4. Adjudication Method for the Test Set
- This question is not applicable. There's no human interpretation or "adjudication" of results in the sense of expert consensus for mechanical testing data. The results are quantitative measurements against defined test protocols. The "adjudication" process is the FDA's regulatory review of the company's test reports and their claim of substantial equivalence.
5. If a Multi-Reader Multi-Case (MRMC) Comparative Effectiveness Study was Done, If so, what was the effect size of how much human readers improve with AI vs without AI assistance
- This question is not applicable. This is a traditional mechanical implant, not an AI/ML-driven device or an imaging interpretation tool. Therefore, no MRMC study or assessment of human reader improvement with AI assistance was performed.
6. If a Standalone (i.e., algorithm only without human-in-the-loop performance) was done
- This question is not applicable. This is a physical medical implant, not an algorithm.
7. The Type of Ground Truth Used (expert consensus, pathology, outcomes data, etc.)
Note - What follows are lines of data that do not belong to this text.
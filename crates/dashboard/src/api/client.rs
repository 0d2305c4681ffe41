//! `reqwest` implementation of [`BackendApi`].

use std::sync::Arc;

use mapfood_core::entity::{AccountPatch, Food, FoodPatch, Order, RevenueReport, Shop, ShopPatch};
use mapfood_core::{AccountId, FoodId, OrderId, ShopId, UserId};
use reqwest::header::{ACCEPT, CONTENT_TYPE, HeaderMap, HeaderValue};
use serde::Serialize;
use serde::de::DeserializeOwned;
use tracing::{debug, instrument};
use url::Url;

use super::types::decode;
use super::{
    AccountPage, ApiError, BackendApi, CancelOrderRequest, Envelope, ListParams, RevenuePeriod,
    ShopPage,
};
use crate::config::ApiConfig;

/// Default wait when a 429 carries no usable `Retry-After`.
const DEFAULT_RETRY_AFTER_SECS: u64 = 60;

/// HTTP client for the MapFood backend.
#[derive(Clone)]
pub struct HttpBackend {
    inner: Arc<HttpBackendInner>,
}

struct HttpBackendInner {
    client: reqwest::Client,
    base_url: Url,
}

impl HttpBackend {
    /// Create a new backend client.
    ///
    /// # Errors
    ///
    /// Returns error if the HTTP client fails to build.
    pub fn new(config: &ApiConfig) -> Result<Self, ApiError> {
        let mut headers = HeaderMap::new();
        headers.insert(CONTENT_TYPE, HeaderValue::from_static("application/json"));
        headers.insert(ACCEPT, HeaderValue::from_static("application/json"));

        let client = reqwest::Client::builder()
            .default_headers(headers)
            .timeout(config.timeout)
            .build()?;

        Ok(Self {
            inner: Arc::new(HttpBackendInner {
                client,
                base_url: config.base_url.clone(),
            }),
        })
    }

    /// The API root requests are resolved against.
    #[must_use]
    pub fn base_url(&self) -> &Url {
        &self.inner.base_url
    }

    /// Resolve `segments` under the API root. Each segment is
    /// percent-encoded, so an id can never change which endpoint is hit.
    fn url(&self, segments: &[&str]) -> Result<Url, ApiError> {
        let mut url = self.inner.base_url.clone();
        url.path_segments_mut()
            .map_err(|()| ApiError::Status {
                status: 0,
                message: format!("base URL {} cannot carry a path", self.inner.base_url),
            })?
            .pop_if_empty()
            .extend(segments);
        Ok(url)
    }

    /// Execute a GET request.
    async fn get<T: DeserializeOwned>(&self, path: &[&str]) -> Result<T, ApiError> {
        let response = self.inner.client.get(self.url(path)?).send().await?;
        self.handle_response(&path.join("/"), response).await
    }

    /// Execute a GET request with a query string.
    async fn get_with_query<T: DeserializeOwned, Q: Serialize + ?Sized + Sync>(
        &self,
        path: &[&str],
        query: &Q,
    ) -> Result<T, ApiError> {
        let response = self.inner.client.get(self.url(path)?).query(query).send().await?;
        self.handle_response(&path.join("/"), response).await
    }

    /// Execute a PUT request.
    async fn put<T: DeserializeOwned, B: Serialize + Sync>(
        &self,
        path: &[&str],
        body: &B,
    ) -> Result<T, ApiError> {
        let response = self.inner.client.put(self.url(path)?).json(body).send().await?;
        self.handle_response(&path.join("/"), response).await
    }

    /// Execute a POST request.
    async fn post<T: DeserializeOwned, B: Serialize + Sync>(
        &self,
        path: &[&str],
        body: &B,
    ) -> Result<T, ApiError> {
        let response = self.inner.client.post(self.url(path)?).json(body).send().await?;
        self.handle_response(&path.join("/"), response).await
    }

    /// Handle API response and decode JSON.
    async fn handle_response<T: DeserializeOwned>(
        &self,
        path: &str,
        response: reqwest::Response,
    ) -> Result<T, ApiError> {
        let status = response.status();

        if status.is_success() {
            let body = response.bytes().await?;
            debug!(path, status = status.as_u16(), bytes = body.len(), "Backend response");
            // 204 and empty 200 bodies decode as JSON null
            let body: &[u8] = if body.is_empty() { b"null" } else { &body };
            return decode(path, body);
        }

        Err(self.parse_error(response).await)
    }

    /// Map a non-success response to an error.
    async fn parse_error(&self, response: reqwest::Response) -> ApiError {
        let status = response.status().as_u16();

        if status == 429 {
            let retry_after = response
                .headers()
                .get("Retry-After")
                .and_then(|v| v.to_str().ok())
                .and_then(|s| s.parse().ok())
                .unwrap_or(DEFAULT_RETRY_AFTER_SECS);
            return ApiError::RateLimited(retry_after);
        }

        if status == 401 || status == 403 {
            return ApiError::Unauthorized;
        }

        let body = response
            .text()
            .await
            .unwrap_or_else(|_| "Unknown error".to_string());
        let message = error_message(&body);

        if status == 404 {
            return ApiError::NotFound(message);
        }

        ApiError::Status { status, message }
    }
}

/// The backend's `{"message": ...}` when present, else the raw body.
fn error_message(body: &str) -> String {
    #[derive(serde::Deserialize)]
    struct ErrorBody {
        message: String,
    }

    serde_json::from_str::<ErrorBody>(body)
        .map(|b| b.message)
        .unwrap_or_else(|_| body.trim().to_string())
}

impl std::fmt::Debug for HttpBackend {
    fn fmt(&self, f: &mut std::fmt::Formatter<'_>) -> std::fmt::Result {
        f.debug_struct("HttpBackend")
            .field("base_url", &self.inner.base_url.as_str())
            .finish_non_exhaustive()
    }
}

impl BackendApi for HttpBackend {
    #[instrument(skip(self, params), fields(page = params.page))]
    async fn list_accounts(&self, params: &ListParams) -> Result<AccountPage, ApiError> {
        self.get_with_query(&["admin", "listAccount"], &params.to_query()).await
    }

    #[instrument(skip(self, id, patch), fields(account_id = %id))]
    async fn update_account(&self, id: &AccountId, patch: &AccountPatch) -> Result<(), ApiError> {
        let _: serde_json::Value = self.put(&["admin", "updateAccount", id.as_str()], patch).await?;
        Ok(())
    }

    #[instrument(skip(self, params), fields(page = params.page))]
    async fn list_shops(&self, params: &ListParams) -> Result<ShopPage, ApiError> {
        self.get_with_query(&["admin", "listShops"], &params.to_query()).await
    }

    #[instrument(skip(self, id, patch), fields(shop_id = %id))]
    async fn update_shop(&self, id: &ShopId, patch: &ShopPatch) -> Result<(), ApiError> {
        let _: serde_json::Value = self.put(&["admin", "updateShop", id.as_str()], patch).await?;
        Ok(())
    }

    #[instrument(skip(self, owner), fields(owner_id = %owner))]
    async fn owner_foods(&self, owner: &UserId) -> Result<Vec<Food>, ApiError> {
        let path = ["owner", owner.as_str(), "foods"];
        let envelope: Envelope<Vec<Food>> = self.get(&path).await?;
        envelope.into_data(&path.join("/"))
    }

    #[instrument(skip(self, id, patch), fields(food_id = %id))]
    async fn update_food(&self, id: &FoodId, patch: &FoodPatch) -> Result<(), ApiError> {
        let _: serde_json::Value = self.put(&["owner", "food", id.as_str()], patch).await?;
        Ok(())
    }

    #[instrument(skip(self, owner), fields(owner_id = %owner))]
    async fn owner_shop(&self, owner: &UserId) -> Result<Shop, ApiError> {
        let path = ["owner", owner.as_str(), "shop"];
        let envelope: Envelope<Shop> = self.get(&path).await?;
        envelope.into_data(&path.join("/"))
    }

    #[instrument(skip(self, owner, patch), fields(owner_id = %owner))]
    async fn update_owner_shop(&self, owner: &UserId, patch: &ShopPatch) -> Result<(), ApiError> {
        let envelope: Envelope<serde_json::Value> =
            self.put(&["owner", owner.as_str(), "shop"], patch).await?;
        envelope.into_ack()
    }

    #[instrument(skip(self, owner, period), fields(owner_id = %owner, period = %period))]
    async fn owner_revenue(
        &self,
        owner: &UserId,
        period: RevenuePeriod,
    ) -> Result<RevenueReport, ApiError> {
        let path = ["owner", owner.as_str(), "revenue"];
        let envelope: Envelope<RevenueReport> = self.get_with_query(&path, &period).await?;
        envelope.into_data(&path.join("/"))
    }

    #[instrument(skip(self, user), fields(user_id = %user))]
    async fn order_history(&self, user: &UserId) -> Result<Vec<Order>, ApiError> {
        let path = ["orders", "history"];
        let envelope: Envelope<Vec<Order>> =
            self.get_with_query(&path, &[("userId", user.as_str())]).await?;
        envelope.into_data(&path.join("/"))
    }

    #[instrument(skip(self, id, request), fields(order_id = %id))]
    async fn cancel_order(&self, id: &OrderId, request: &CancelOrderRequest) -> Result<(), ApiError> {
        let envelope: Envelope<serde_json::Value> =
            self.post(&["orders", "cancel", id.as_str()], request).await?;
        envelope.into_ack()
    }
}

#[cfg(test)]
#[allow(clippy::unwrap_used)]
mod tests {
    use std::time::Duration;

    use super::*;

    fn backend(base: &str) -> HttpBackend {
        HttpBackend::new(&ApiConfig {
            base_url: Url::parse(base).unwrap(),
            timeout: Duration::from_secs(5),
        })
        .unwrap()
    }

    #[test]
    fn test_paths_join_under_api_root() {
        let backend = backend("https://backmymapfood.onrender.com/api/");
        assert_eq!(
            backend.url(&["admin", "listShops"]).unwrap().as_str(),
            "https://backmymapfood.onrender.com/api/admin/listShops"
        );
        assert_eq!(
            backend.url(&["owner", "u1", "foods"]).unwrap().as_str(),
            "https://backmymapfood.onrender.com/api/owner/u1/foods"
        );
    }

    #[test]
    fn test_ids_stay_inside_their_segment() {
        let backend = backend("https://backmymapfood.onrender.com/api/");
        let url = backend.url(&["owner", "u1/shop?x#y", "foods"]).unwrap();
        assert_eq!(
            url.as_str(),
            "https://backmymapfood.onrender.com/api/owner/u1%2Fshop%3Fx%23y/foods"
        );
        assert_eq!(url.query(), None);
    }

    #[test]
    fn test_error_message_prefers_json_message() {
        assert_eq!(error_message(r#"{"message":"Account not found"}"#), "Account not found");
        assert_eq!(error_message("  Bad Gateway \n"), "Bad Gateway");
    }

    #[test]
    fn test_debug_shows_base_url_only() {
        let debug = format!("{:?}", backend("http://localhost:9999/api/"));
        assert!(debug.contains("http://localhost:9999/api/"));
    }
}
- The "ground truth" for this device's performance demonstration relies on biocompatibility standards (ASTM, USP for materials) and established mechanical testing methodologies to simulate physiological conditions and compare against the predicate device. It's not based on expert consensus, pathology, or outcomes data in the way an AI diagnostic tool would be. The "truth" is whether the device meets the mechanical demands for its intended use and performs comparably to a proven device.
8. The Sample Size for the Training Set
- This question is not applicable. This is a traditional medical device, not an AI/ML system, so there is no "training set."
9. How the Ground Truth for the Training Set was Established
- This question is not applicable for the reasons stated above.